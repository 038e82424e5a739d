//! Decoding of COLLADA `<geometry>` elements into triangle buffers.
//!
//! The four primitive encodings (`triangles`, `trifans`, `tristrips`,
//! `polylist`) are normalized into one unshared-vertex [`TriangleMesh`] per
//! primitive group. Positions are taken from the `POSITION` input of the
//! mesh's `<vertices>` and scaled by the unit in effect on their `<source>`.
//! Only positions are read; normals and texture coordinates are skipped by
//! stepping over each vertex's full input stride.

#![allow(clippy::cast_possible_truncation)]

use hashbrown::HashMap;
use nalgebra::Vector3;
use tracing::{debug, warn};

use crate::document::{Document, ElementId, ElementKind};
use crate::error::{ColladaError, Result};
use crate::pose::Pose;
use crate::types::{Color, Geometry, GeometryPart, TriangleMesh};

/// Components per position in a `float_array`.
const POSITION_STRIDE: usize = 3;

/// Ambient and diffuse colors resolved from a material.
#[derive(Debug, Clone, Copy, PartialEq)]
pub struct MaterialColors {
    /// Phong ambient color.
    pub ambient: Color,
    /// Phong diffuse color.
    pub diffuse: Color,
}

impl Default for MaterialColors {
    fn default() -> Self {
        Self {
            ambient: Color::new(0.0, 0.0, 0.0, 1.0),
            diffuse: Color::new(0.0, 0.0, 0.0, 1.0),
        }
    }
}

/// Resolve `material → instance_effect → effect → phong` colors.
///
/// Channels the material does not declare keep their defaults.
#[must_use]
pub fn material_colors(doc: &Document, material: ElementId) -> MaterialColors {
    let mut colors = MaterialColors::default();
    let Some(phong) = doc
        .child(material, ElementKind::InstanceEffect)
        .and_then(|ie| doc.instantiated(ie))
        .and_then(|effect| doc.descendant(effect, ElementKind::Phong))
    else {
        return colors;
    };
    let read = |kind| {
        doc.path(phong, &[kind, ElementKind::Color])
            .and_then(|c| doc.floats(c).ok())
            .and_then(|v| Color::from_slice(&v))
    };
    if let Some(c) = read(ElementKind::Ambient) {
        colors.ambient = c;
    }
    if let Some(c) = read(ElementKind::Diffuse) {
        colors.diffuse = c;
    }
    colors
}

/// Material symbol table of an `instance_geometry`.
#[must_use]
pub fn bound_materials(doc: &Document, instance_geometry: ElementId) -> HashMap<String, ElementId> {
    let mut map = HashMap::new();
    let Some(common) = doc.path(
        instance_geometry,
        &[ElementKind::BindMaterial, ElementKind::TechniqueCommon],
    ) else {
        return map;
    };
    for im in doc.children_of(common, ElementKind::InstanceMaterial) {
        let (Some(symbol), Some(target)) = (
            doc.attr(im, "symbol"),
            doc.attr(im, "target").and_then(|t| doc.resolve_url(t)),
        ) else {
            continue;
        };
        map.insert(symbol.to_string(), target);
    }
    map
}

/// Decode every supported primitive inside a `<geometry>` element.
///
/// Each primitive group becomes one part with an identity origin.
/// Unsupported or broken groups are skipped with a warning.
#[must_use]
pub fn extract_geometry(
    doc: &Document,
    geometry: ElementId,
    materials: &HashMap<String, ElementId>,
) -> Vec<GeometryPart> {
    let mut parts = Vec::new();
    for &shape in doc.children(geometry) {
        match doc.kind(shape) {
            ElementKind::Mesh => extract_mesh(doc, shape, materials, &mut parts),
            ElementKind::ConvexMesh => {
                warn!(
                    "convex_mesh in {} is not supported, skipping",
                    doc.describe(geometry)
                );
            }
            ElementKind::Box | ElementKind::Sphere | ElementKind::Cylinder => {
                match primitive_shape(doc, shape) {
                    Ok(g) => parts.push(GeometryPart {
                        geometry: g,
                        origin: Pose::identity(),
                        diffuse: MaterialColors::default().diffuse,
                        ambient: MaterialColors::default().ambient,
                    }),
                    Err(e) => warn!("{e}"),
                }
            }
            _ => {}
        }
    }
    parts
}

fn extract_mesh(
    doc: &Document,
    mesh: ElementId,
    materials: &HashMap<String, ElementId>,
    parts: &mut Vec<GeometryPart>,
) {
    let Some(vertices) = doc.child(mesh, ElementKind::Vertices) else {
        warn!("{} has no <vertices>", doc.describe(mesh));
        return;
    };
    for &prim in doc.children(mesh) {
        match doc.kind(prim) {
            ElementKind::Triangles
            | ElementKind::Trifans
            | ElementKind::Tristrips
            | ElementKind::Polylist => {}
            ElementKind::Polygons => {
                warn!("collada <polygons> are not supported");
                continue;
            }
            _ => continue,
        }
        let decoded = match decode_primitive(doc, prim, vertices) {
            Ok(m) => m,
            Err(e) => {
                warn!("skipping {}: {e}", doc.describe(prim));
                continue;
            }
        };
        let colors = doc
            .attr(prim, "material")
            .and_then(|symbol| materials.get(symbol))
            .map(|&m| material_colors(doc, m))
            .unwrap_or_default();
        debug!(
            "Decoded {}: {} vertices, {} triangles",
            doc.get(prim).tag,
            decoded.vertex_count(),
            decoded.triangle_count()
        );
        parts.push(GeometryPart {
            geometry: Geometry::Mesh(decoded),
            origin: Pose::identity(),
            diffuse: colors.diffuse,
            ambient: colors.ambient,
        });
    }
}

/// Box, sphere or cylinder declared with `half_extents`, `radius` and `height`.
///
/// # Errors
///
/// Returns [`ColladaError::UnsupportedShape`] if a required child is missing.
pub fn primitive_shape(doc: &Document, shape: ElementId) -> Result<Geometry> {
    let unit = doc.unit_scale(shape);
    let values = |kind| -> Result<Vec<f64>> {
        let e = doc.child(shape, kind).ok_or_else(|| {
            ColladaError::unsupported(format!("{} without <{kind:?}>", doc.describe(shape)))
        })?;
        doc.floats(e)
    };
    match doc.kind(shape) {
        ElementKind::Box => match values(ElementKind::HalfExtents)?.as_slice() {
            [x, y, z, ..] => Ok(Geometry::Box {
                half_extents: Vector3::new(*x, *y, *z) * unit,
            }),
            _ => Err(ColladaError::unsupported("box half_extents needs 3 values")),
        },
        ElementKind::Sphere => match values(ElementKind::Radius)?.first() {
            Some(r) => Ok(Geometry::Sphere { radius: r * unit }),
            None => Err(ColladaError::unsupported("sphere without radius")),
        },
        ElementKind::Cylinder => {
            let radius = values(ElementKind::Radius)?;
            let height = values(ElementKind::Height)?;
            match (radius.first(), height.first()) {
                (Some(r), Some(h)) => Ok(Geometry::Cylinder {
                    radius: r * unit,
                    height: h * unit,
                }),
                _ => Err(ColladaError::unsupported("cylinder needs radius and height")),
            }
        }
        other => Err(ColladaError::unsupported(format!("{other:?} primitive"))),
    }
}

/// Scaled positions of a mesh's `<vertices>` POSITION source.
///
/// # Errors
///
/// Returns [`ColladaError::UnresolvedReference`] if the source is missing and
/// [`ColladaError::InvalidNumber`] if its array is not numeric.
pub fn position_source(doc: &Document, vertices: ElementId) -> Result<Vec<f64>> {
    let input = doc
        .children_of(vertices, ElementKind::Input)
        .find(|&i| doc.attr(i, "semantic") == Some("POSITION"))
        .ok_or_else(|| ColladaError::unresolved("POSITION", doc.describe(vertices)))?;
    let reference = doc.attr(input, "source").unwrap_or_default();
    let source = doc
        .resolve_url(reference)
        .ok_or_else(|| ColladaError::unresolved(reference, doc.describe(input)))?;
    let array = doc
        .child(source, ElementKind::FloatArray)
        .ok_or_else(|| ColladaError::malformed(format!("{} has no float_array", doc.describe(source))))?;
    let unit = doc.unit_scale(source);
    Ok(doc.floats(array)?.into_iter().map(|f| f * unit).collect())
}

/// Input stride and `VERTEX` offset of a primitive group.
fn vertex_layout(doc: &Document, prim: ElementId) -> Result<(usize, usize)> {
    let mut stride = 0;
    let mut vertex_offset = None;
    for input in doc.children_of(prim, ElementKind::Input) {
        let offset = doc
            .attr(input, "offset")
            .and_then(|o| o.trim().parse::<usize>().ok())
            .unwrap_or(0);
        if doc.attr(input, "semantic") == Some("VERTEX") {
            vertex_offset = Some(offset);
        }
        stride = stride.max(offset);
    }
    let vertex_offset = vertex_offset.ok_or_else(|| {
        ColladaError::malformed(format!("{} has no VERTEX input", doc.describe(prim)))
    })?;
    let stride = stride.checked_add(1).ok_or_else(|| {
        ColladaError::malformed(format!("{} input offset out of range", doc.describe(prim)))
    })?;
    Ok((stride, vertex_offset))
}

fn declared_count(doc: &Document, prim: ElementId) -> usize {
    doc.attr(prim, "count")
        .and_then(|c| c.trim().parse().ok())
        .unwrap_or(0)
}

/// Reads positions out of a primitive's index list.
struct VertexReader<'a> {
    positions: &'a [f64],
    stride: usize,
    vertex_offset: usize,
}

impl VertexReader<'_> {
    fn position(&self, index: usize) -> Result<Vector3<f64>> {
        let range = index
            .checked_mul(POSITION_STRIDE)
            .and_then(|base| Some(base..base.checked_add(POSITION_STRIDE)?));
        match range.and_then(|r| self.positions.get(r)) {
            Some(p) => Ok(Vector3::new(p[0], p[1], p[2])),
            None => Err(ColladaError::malformed(format!(
                "vertex index {index} out of range"
            ))),
        }
    }

    /// Positions of every vertex in `p`, stepping by the input stride.
    fn all(&self, p: &[usize]) -> Result<Vec<Vector3<f64>>> {
        p.iter()
            .skip(self.vertex_offset)
            .step_by(self.stride)
            .map(|&i| self.position(i))
            .collect()
    }
}

/// Decode one primitive group into an unshared triangle buffer.
///
/// # Errors
///
/// Returns an error if the group has no `VERTEX` input, its position source
/// does not resolve, or an index points past the position array.
pub fn decode_primitive(doc: &Document, prim: ElementId, vertices: ElementId) -> Result<TriangleMesh> {
    let (stride, vertex_offset) = vertex_layout(doc, prim)?;
    let positions = position_source(doc, vertices)?;
    let reader = VertexReader {
        positions: &positions,
        stride,
        vertex_offset,
    };
    let count = declared_count(doc, prim);
    let mut mesh = TriangleMesh::new();

    match doc.kind(prim) {
        ElementKind::Triangles => {
            let p = match doc.child(prim, ElementKind::P) {
                Some(p) => doc.indices(p)?,
                None => Vec::new(),
            };
            let mut k = vertex_offset;
            for _ in 0..count {
                let last = stride.checked_mul(2).and_then(|d| d.checked_add(k));
                if last.is_none_or(|last| last >= p.len()) {
                    break;
                }
                for _ in 0..3 {
                    push_vertex(&mut mesh, reader.position(p[k])?);
                    k += stride;
                }
            }
            if mesh.indices.len() != 3 * count {
                warn!("triangles declares wrong count");
            }
        }
        ElementKind::Trifans | ElementKind::Tristrips => {
            let groups: Vec<ElementId> = doc.children_of(prim, ElementKind::P).collect();
            let mut used = count;
            if used > groups.len() {
                warn!("{} has incorrect count", doc.get(prim).tag);
                used = groups.len();
            }
            let strip = doc.kind(prim) == ElementKind::Tristrips;
            for &group in &groups[..used] {
                let verts = reader.all(&doc.indices(group)?)?;
                if strip {
                    push_strip(&mut mesh, &verts);
                } else {
                    push_fan(&mut mesh, &verts);
                }
            }
        }
        ElementKind::Polylist => {
            let vcount = match doc.child(prim, ElementKind::Vcount) {
                Some(v) => doc.indices(v)?,
                None => Vec::new(),
            };
            let p = match doc.child(prim, ElementKind::P) {
                Some(p) => doc.indices(p)?,
                None => Vec::new(),
            };
            let mut k = vertex_offset;
            for &n in vcount.iter().take(count.max(vcount.len())) {
                let span = n.checked_mul(stride);
                let last = n
                    .checked_sub(1)
                    .and_then(|m| m.checked_mul(stride))
                    .and_then(|d| d.checked_add(k));
                if last.is_none_or(|last| last >= p.len()) {
                    k = span.and_then(|d| d.checked_add(k)).ok_or_else(|| {
                        ColladaError::malformed(format!("vertex count {n} out of range"))
                    })?;
                    continue;
                }
                let mut polygon = Vec::with_capacity(n);
                for _ in 0..n {
                    polygon.push(reader.position(p[k])?);
                    k += stride;
                }
                push_fan(&mut mesh, &polygon);
            }
        }
        other => {
            return Err(ColladaError::unsupported(format!("{other:?} primitive group")));
        }
    }
    Ok(mesh)
}

fn push_vertex(mesh: &mut TriangleMesh, v: Vector3<f64>) {
    mesh.indices.push(mesh.vertices.len() as u32);
    mesh.vertices.push(v);
}

/// Fan around the first vertex: `(0, i-1, i)`.
fn push_fan(mesh: &mut TriangleMesh, verts: &[Vector3<f64>]) {
    let start = mesh.vertices.len() as u32;
    mesh.vertices.extend_from_slice(verts);
    for i in 2..verts.len() as u32 {
        mesh.indices
            .extend_from_slice(&[start, start + i - 1, start + i]);
    }
}

/// Strip with alternating winding.
fn push_strip(mesh: &mut TriangleMesh, verts: &[Vector3<f64>]) {
    let start = mesh.vertices.len() as u32;
    mesh.vertices.extend_from_slice(verts);
    let mut flip = false;
    for i in 2..verts.len() as u32 {
        let v = start + i;
        if flip {
            mesh.indices.extend_from_slice(&[v - 2, v, v - 1]);
        } else {
            mesh.indices.extend_from_slice(&[v - 2, v - 1, v]);
        }
        flip = !flip;
    }
}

◆ ◆ ◆ ◆ ◆ ◆ ◆

**Task details**
Beginning with the line containing "let height = values(ElementKind::Height)?;" in the material above, copy every line exactly until you have copied the line containing "let stride = stride.checked_add(1).ok_or_else(||".

**Result for this task**
            let height = values(ElementKind::Height)?;
            match (radius.first(), height.first()) {
                (Some(r), Some(h)) => Ok(Geometry::Cylinder {
                    radius: r * unit,
                    height: h * unit,
                }),
                _ => Err(ColladaError::unsupported("cylinder needs radius and height")),
            }
        }
        other => Err(ColladaError::unsupported(format!("{other:?} primitive"))),
    }
}

/// Scaled positions of a mesh's `<vertices>` POSITION source.
///
/// # Errors
///
/// Returns [`ColladaError::UnresolvedReference`] if the source is missing and
/// [`ColladaError::InvalidNumber`] if its array is not numeric.
pub fn position_source(doc: &Document, vertices: ElementId) -> Result<Vec<f64>> {
    let input = doc
        .children_of(vertices, ElementKind::Input)
        .find(|&i| doc.attr(i, "semantic") == Some("POSITION"))
        .ok_or_else(|| ColladaError::unresolved("POSITION", doc.describe(vertices)))?;
    let reference = doc.attr(input, "source").unwrap_or_default();
    let source = doc
        .resolve_url(reference)
        .ok_or_else(|| ColladaError::unresolved(reference, doc.describe(input)))?;
    let array = doc
        .child(source, ElementKind::FloatArray)
        .ok_or_else(|| ColladaError::malformed(format!("{} has no float_array", doc.describe(source))))?;
    let unit = doc.unit_scale(source);
    Ok(doc.floats(array)?.into_iter().map(|f| f * unit).collect())
}

/// Input stride and `VERTEX` offset of a primitive group.
fn vertex_layout(doc: &Document, prim: ElementId) -> Result<(usize, usize)> {
    let mut stride = 0;
    let mut vertex_offset = None;
    for input in doc.children_of(prim, ElementKind::Input) {
        let offset = doc
            .attr(input, "offset")
            .and_then(|o| o.trim().parse::<usize>().ok())
            .unwrap_or(0);
        if doc.attr(input, "semantic") == Some("VERTEX") {
            vertex_offset = Some(offset);
        }
        stride = stride.max(offset);
    }
    let vertex_offset = vertex_offset.ok_or_else(|| {
        ColladaError::malformed(format!("{} has no VERTEX input", doc.describe(prim)))
    })?;
    let stride = stride.checked_add(1).ok_or_else(|| {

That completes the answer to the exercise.